- **Stored data entries**
++++++
use std::{
  collections::{BTreeMap, BTreeSet},
  fmt::{self, Display, Formatter},
  str::FromStr,
};

use anyhow::Context;
use serde::{Deserialize, Serialize};

/// Imports from this module must precede every other statement of a Python module.
pub const FUTURE_MODULE: &str = "__future__";

/// A single import directive: `from <from> import <import> [as <alias>]`, or a plain
/// `import <import>` when `from` is absent.
#[derive(Debug, Clone, PartialEq, Eq, PartialOrd, Ord, Hash, Serialize, Deserialize)]
pub struct Import {
  #[serde(default, skip_serializing_if = "Option::is_none")]
  pub from: Option<String>,
  pub import: String,
  #[serde(default, skip_serializing_if = "Option::is_none")]
  pub alias: Option<String>,
}

impl Import {
  pub fn new(import: impl Into<String>) -> Self {
    Self {
      from: None,
      import: import.into(),
      alias: None,
    }
  }

  pub fn from_module(from: impl Into<String>, import: impl Into<String>) -> Self {
    Self {
      from: Some(from.into()),
      import: import.into(),
      alias: None,
    }
  }

  #[must_use]
  pub fn with_alias(mut self, alias: Option<String>) -> Self {
    self.alias = alias;
    self
  }
}

impl Display for Import {
  fn fmt(&self, f: &mut Formatter<'_>) -> fmt::Result {
    if let Some(from) = &self.from {
      write!(f, "from {from} ")?;
    }
    write!(f, "import {}", self.import)?;
    if let Some(alias) = &self.alias {
      write!(f, " as {alias}")?;
    }
    Ok(())
  }
}

impl FromStr for Import {
  type Err = anyhow::Error;

  /// Parses `import x [as y]` and `from m import x [as y]` statements.
  fn from_str(statement: &str) -> anyhow::Result<Self> {
    let words: Vec<&str> = statement.split_whitespace().collect();
    let (from, rest) = match words.as_slice() {
      ["from", module, "import", rest @ ..] => (Some((*module).to_string()), rest),
      ["import", rest @ ..] => (None, rest),
      _ => anyhow::bail!("Invalid import statement '{statement}': expected `import X` or `from M import X`"),
    };

    let (import, alias) = match rest {
      [name] => (*name, None),
      [name, "as", alias] => (*name, Some((*alias).to_string())),
      _ => anyhow::bail!("Invalid import statement '{statement}': expected a single imported name"),
    };

    Ok(Self {
      from,
      import: import.to_string(),
      alias,
    })
  }
}

/// Ordered, de-duplicating collection of imports, rendered one statement per source
/// module with the imported names merged.
#[derive(Debug, Clone, Default, PartialEq, Eq)]
pub struct Imports {
  entries: BTreeMap<Option<String>, BTreeSet<(String, Option<String>)>>,
}

impl Imports {
  pub fn new() -> Self {
    Self::default()
  }

  pub fn append(&mut self, import: Import) {
    self
      .entries
      .entry(import.from)
      .or_default()
      .insert((import.import, import.alias));
  }

  pub fn is_empty(&self) -> bool {
    self.entries.is_empty()
  }

  pub fn len(&self) -> usize {
    self.entries.values().map(BTreeSet::len).sum()
  }

  pub fn iter(&self) -> impl Iterator<Item = Import> + '_ {
    self.entries.iter().flat_map(|(from, names)| {
      names.iter().map(move |(import, alias)| Import {
        from: from.clone(),
        import: import.clone(),
        alias: alias.clone(),
      })
    })
  }

  /// Removes and returns every `from <module> import ...` entry.
  pub fn take_module(&mut self, module: &str) -> Imports {
    let mut taken = Imports::new();
    if let Some(names) = self.entries.remove(&Some(module.to_string())) {
      taken.entries.insert(Some(module.to_string()), names);
    }
    taken
  }

  pub fn contains(&self, import: &Import) -> bool {
    self
      .entries
      .get(&import.from)
      .is_some_and(|names| names.contains(&(import.import.clone(), import.alias.clone())))
  }
}

impl Extend<Import> for Imports {
  fn extend<T: IntoIterator<Item = Import>>(&mut self, iter: T) {
    for import in iter {
      self.append(import);
    }
  }
}

impl FromIterator<Import> for Imports {
  fn from_iter<T: IntoIterator<Item = Import>>(iter: T) -> Self {
    let mut imports = Self::new();
    imports.extend(iter);
    imports
  }
}

fn render_name(import: &str, alias: Option<&str>) -> String {
  match alias {
    Some(alias) => format!("{import} as {alias}"),
    None => import.to_string(),
  }
}

impl Display for Imports {
  fn fmt(&self, f: &mut Formatter<'_>) -> fmt::Result {
    let mut lines = vec![];
    for (from, names) in &self.entries {
      match from {
        None => lines.extend(
          names
            .iter()
            .map(|(import, alias)| format!("import {}", render_name(import, alias.as_deref()))),
        ),
        Some(from) => {
          let names: Vec<String> = names
            .iter()
            .map(|(import, alias)| render_name(import, alias.as_deref()))
            .collect();
          lines.push(format!("from {from} import {}", names.join(", ")));
        }
      }
    }
    f.write_str(&lines.join("\n"))
  }
}

/// Parses a list of CLI-provided statements.
pub fn parse_statements(statements: &[String]) -> anyhow::Result<Imports> {
  statements
    .iter()
    .map(|statement| {
      statement
        .parse::<Import>()
        .with_context(|| format!("Failed to parse global import '{statement}'"))
    })
    .collect()
}

#[cfg(test)]
mod tests {
  use super::*;

  #[test]
  fn test_import_display() {
    assert_eq!(Import::new("typing").to_string(), "import typing");
    assert_eq!(Import::from_module(".", "pets").to_string(), "from . import pets");
    assert_eq!(
      Import::from_module("..", "pets").with_alias(Some("pets2".to_string())).to_string(),
      "from .. import pets as pets2"
    );
  }

  #[test]
  fn test_imports_merge_names_per_module() {
    let imports: Imports = [
      Import::from_module("typing", "Optional"),
      Import::from_module("typing", "List"),
      Import::from_module("typing", "List"),
      Import::new("enum"),
      Import::from_module(".", "d").with_alias(Some("d2".to_string())),
    ]
    .into_iter()
    .collect();

    assert_eq!(imports.len(), 4);
    assert_eq!(
      imports.to_string(),
      "import enum\nfrom . import d as d2\nfrom typing import List, Optional"
    );
  }

  #[test]
  fn test_parse_import_statements() {
    let parsed: Import = "from __future__ import annotations".parse().unwrap();
    assert_eq!(parsed, Import::from_module("__future__", "annotations"));

    let aliased: Import = "import datetime as dt".parse().unwrap();
    assert_eq!(aliased, Import::new("datetime").with_alias(Some("dt".to_string())));

    assert!("from x import".parse::<Import>().is_err());
    assert!("export x".parse::<Import>().is_err());
  }

  #[test]
  fn test_take_module_splits_out_future_imports() {
    let mut imports: Imports = [
      Import::from_module(FUTURE_MODULE, "annotations"),
      Import::from_module("typing", "Optional"),
    ]
    .into_iter()
    .collect();

    let future = imports.take_module(FUTURE_MODULE);

    assert_eq!(future.to_string(), "from __future__ import annotations");
    assert_eq!(imports.to_string(), "from typing import Optional");
    assert!(imports.take_module(FUTURE_MODULE).is_empty());
  }

  #[test]
  fn test_empty_imports_render_empty() {
    assert!(Imports::new().is_empty());
    assert_eq!(Imports::new().to_string(), "");
  }
}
++++++
- **Exercise goal**
Within the data above, find the lines that contain the word "parsed" and copy each of them.

- **Final answer**
    let parsed: Import = "from __future__ import annotations".parse().unwrap();
    assert_eq!(parsed, Import::from_module("__future__", "annotations"));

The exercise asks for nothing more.